|
This paper examines the nature, cause and impact of data quality problems in typical IT system implementations. It argues that the extent and impact of poor data quality is largely misunderstood and often ignored. It is proposed that the problem of poor data quality is primarily a behavioral problem, not a technological problem. This paper provides an approach for improving data quality through clear accountability for the prevention, detection and correction of data problems.
The Data Quality Problem Data quality problems cost organizations millions of dollars, waste vast amounts of time and resources, and deceive management into making very poor decisions. Many executives and managers dramatically underestimate the tremendous damage poor quality data inflicts on their organization each year. This, coupled with a lack of understanding regarding how to solve data quality problems, often leads management to ignore this critical issue.
Data is the life-blood of technology systems. While hardware and software are the infrastructure, the veins and arteries of a system, it is the data that actually gives the system life. Without data to fuel the systems the technology is of no value. Yet, many organizations focus the majority of their attention on installing servers and developing applications while paying little or no attention to ensuring data is consistently of the highest quality.
Data is ubiquitous in an organization. The same piece of data is used multiple times for multiple purposes. For example, address data is used for deliveries, invoices and marketing. Product data is used for sales forecasting, marketing, financial forecasts and supply chain management. Data is used to process transactions quickly (efficiency) and to fuel analytics packages to enable better decisionmaking (effectiveness). Given the multiple touch-points and purposes of data, it is absolutely critical that the data is of the highest quality. While data only needs to be entered correctly once to add value, the damage poor data quality causes is felt every time the data is used! Many organizations acknowledge poor data quality is a major problem, yet they accept it as inevitable. Poor data quality is neither acceptable nor inevitable.
Why Is Data Quality Important? It should be obvious why data quality is important. Data is the driver of business decisions, actions and transactions. Data is used for all aspects of business ? sales, marketing, production, support, finance and legal to name just a few. Historical data is used to make decisions that affect the future success of the organization. Organizations that harness accurate historical data to improve efficiency and effectiveness have a massive advantage over their competition.

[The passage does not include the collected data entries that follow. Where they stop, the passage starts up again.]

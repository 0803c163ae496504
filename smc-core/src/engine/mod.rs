//! Per-instrument tick pipeline and batch replay.

pub mod output;
pub mod pipeline;
pub mod replay;

pub use output::TickOutput;
pub use pipeline::Pipeline;
pub use replay::{replay, ReplayResult, ReplaySummary, TradeRecord};
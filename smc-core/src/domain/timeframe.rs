//! Timeframe identifiers for the entry (base) and higher-timeframe feeds.

use std::fmt;
use std::str::FromStr;

use chrono::Duration;
use serde::{Deserialize, Serialize};

use crate::error::ConfigError;

/// Supported bar periods. Ordering follows duration.
#[derive(Debug, Clone, Copy, PartialEq, Eq, PartialOrd, Ord, Hash, Serialize, Deserialize)]
#[serde(try_from = "String", into = "String")]
pub enum Timeframe {
    M15,
    H1,
    H4,
    D1,
}

impl Timeframe {
    pub fn duration(&self) -> Duration {
        match self {
            Self::M15 => Duration::minutes(15),
            Self::H1 => Duration::hours(1),
            Self::H4 => Duration::hours(4),
            Self::D1 => Duration::days(1),
        }
    }

    pub fn as_str(&self) -> &'static str {
        match self {
            Self::M15 => "15min",
            Self::H1 => "1H",
            Self::H4 => "4H",
            Self::D1 => "1D",
        }
    }
}

impl fmt::Display for Timeframe {
    fn fmt(&self, f: &mut fmt::Formatter<'_>) -> fmt::Result {
        f.write_str(self.as_str())
    }
}

impl FromStr for Timeframe {
    type Err = ConfigError;

    fn from_str(s: &str) -> Result<Self, Self::Err> {
        match s.trim() {
            "" => Err(ConfigError::EmptyTimeframe),
            "15min" | "15m" => Ok(Self::M15),
            "1H" | "1h" | "60" => Ok(Self::H1),
            "4H" | "4h" | "240" => Ok(Self::H4),
            "1D" | "1d" | "D" => Ok(Self::D1),
            other => Err(ConfigError::UnknownTimeframe(other.to_string())),
        }
    }
}

impl TryFrom<String> for Timeframe {
    type Error = ConfigError;

    fn try_from(value: String) -> Result<Self, Self::Error> {
        value.parse()
    }
}

impl From<Timeframe> for String {
    fn from(tf: Timeframe) -> Self {
        tf.as_str().to_string()
    }
}

#[cfg(test)]
mod tests {
    use super::*;

    #[test]
    fn parses_script_identifiers() {
        assert_eq!("1D".parse::<Timeframe>().unwrap(), Timeframe::D1);
        assert_eq!("4H".parse::<Timeframe>().unwrap(), Timeframe::H4);
        assert_eq!("1H".parse::<Timeframe>().unwrap(), Timeframe::H1);
        assert_eq!("15min".parse::<Timeframe>().unwrap(), Timeframe::M15);
    }

    #[test]
    fn rejects_empty_and_unknown() {
        assert_eq!("".parse::<Timeframe>(), Err(ConfigError::EmptyTimeframe));
        assert_eq!(
            "3W".parse::<Timeframe>(),
            Err(ConfigError::UnknownTimeframe("3W".into()))
        );
    }

    #[test]
    fn ordering_follows_duration() {
        assert!(Timeframe::D1 > Timeframe::H4);
        assert!(Timeframe::H4 > Timeframe::H1);
        assert!(Timeframe::H1 > Timeframe::M15);
        assert_eq!(Timeframe::H4.duration(), Duration::hours(4));
    }
}
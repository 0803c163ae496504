//! Per-bar market-structure detectors.
//!
//! Each detector reads the shared trailing bar window (index 0 = current
//! bar) and reports flags for the current tick. Insufficient history always
//! reads as "no signal". Only the order-block detector keeps state beyond
//! the window: its bounded zone history.

pub mod fvg;
pub mod liquidity;
pub mod order_block;
pub mod structure;

pub use fvg::{FairValueGapDetector, FvgFlags};
pub use liquidity::{LiquiditySweepDetector, SweepFlags, MAX_AGGRESSIVENESS, MIN_AGGRESSIVENESS};
pub use order_block::{OrderBlockDetector, OrderBlockFlags, OrderBlockZone, ZoneHistory};
pub use structure::{MarketStructureDetector, StructureState};

use serde::{Deserialize, Serialize};

/// Maximum bar lookback any detector or the composer needs.
pub const MAX_LOOKBACK: usize = 20;

/// Everything the detectors reported for one tick.
#[derive(Debug, Clone, Copy, PartialEq, Eq, Default, Serialize, Deserialize)]
pub struct DetectorFlags {
    pub structure: StructureState,
    pub order_blocks: OrderBlockFlags,
    pub fvg: FvgFlags,
    pub sweeps: SweepFlags,
}
/// Ratchet for trailing stop levels
///
/// **Core Rule:** a trailing stop may tighten, never loosen.
/// - Long: the level only rises (max of current and proposed)
/// - Short: the level only falls (min of current and proposed)
use crate::domain::Side;

#[derive(Debug, Clone, PartialEq)]
pub struct RatchetState {
    current_level: Option<f64>,
    side: Side,
}

impl RatchetState {
    pub fn new(side: Side) -> Self {
        Self {
            current_level: None,
            side,
        }
    }

    /// Apply the ratchet to a proposed level and return the effective level.
    ///
    /// # Example
    /// ```
    /// use smc_core::domain::Side;
    /// use smc_core::position_management::RatchetState;
    ///
    /// let mut ratchet = RatchetState::new(Side::Long);
    /// assert_eq!(ratchet.apply(95.0), 95.0);
    /// assert_eq!(ratchet.apply(100.0), 100.0); // tightened
    /// assert_eq!(ratchet.apply(90.0), 100.0); // loosening blocked
    /// ```
    pub fn apply(&mut self, proposed: f64) -> f64 {
        let level = match (self.current_level, self.side) {
            (None, _) => proposed,
            (Some(current), Side::Long) => current.max(proposed),
            (Some(current), Side::Short) => current.min(proposed),
        };
        self.current_level = Some(level);
        level
    }

    pub fn current_level(&self) -> Option<f64> {
        self.current_level
    }
}

#[cfg(test)]
mod tests {
    use super::*;

    #[test]
    fn long_tightens_only() {
        let mut ratchet = RatchetState::new(Side::Long);
        assert_eq!(ratchet.current_level(), None);
        assert_eq!(ratchet.apply(95.0), 95.0);
        assert_eq!(ratchet.apply(100.0), 100.0);
        assert_eq!(ratchet.apply(90.0), 100.0);
        assert_eq!(ratchet.current_level(), Some(100.0));
    }

    #[test]
    fn short_tightens_only() {
        let mut ratchet = RatchetState::new(Side::Short);
        assert_eq!(ratchet.apply(105.0), 105.0);
        assert_eq!(ratchet.apply(100.0), 100.0);
        assert_eq!(ratchet.apply(110.0), 100.0);
    }
}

While data presents many opportunities, it is also the source of tremendous problems. Poor data costs organizations huge sums each year. For example, poor customer data contributes to millions of wasted dollars in poorly targeted sales and marketing campaigns. Erroneous financial data causes organizations to restate financial earnings and suffer the associated consequences with regulatory agencies and shareholders. Other data quality problems cause organizations negative publicity and legal problems. All of these examples are the result of poor quality data and each incident causes tremendous problems for the organizations in which they occur. The problems are all avoidable if the organization takes steps to improve the quality and use of its data. Worse yet, the massive costs to recover from these sorts of data related problems far exceed the costs it would take to address the data problems proactively in the first place and prevent the crisis from ever occurring.
Data Quality Defined High quality data has six key attributes: accuracy, reliability, credibility, timeliness, completeness and appropriateness. The degree to which data meets each of these criteria determines its quality. Each attribute is defined as:
Accuracy: Data is correct and precisely reflects the object or transaction it describes. Reliability: Data is consistent across multiple transactions. Credibility: The degree to which users trust both the accuracy and reliability of data. Data must be credible in order for it to be utilized for analytical or decision-making purposes. Timeliness: Data is available to the end-user when it is needed. Data that is not available when needed is of no value.
|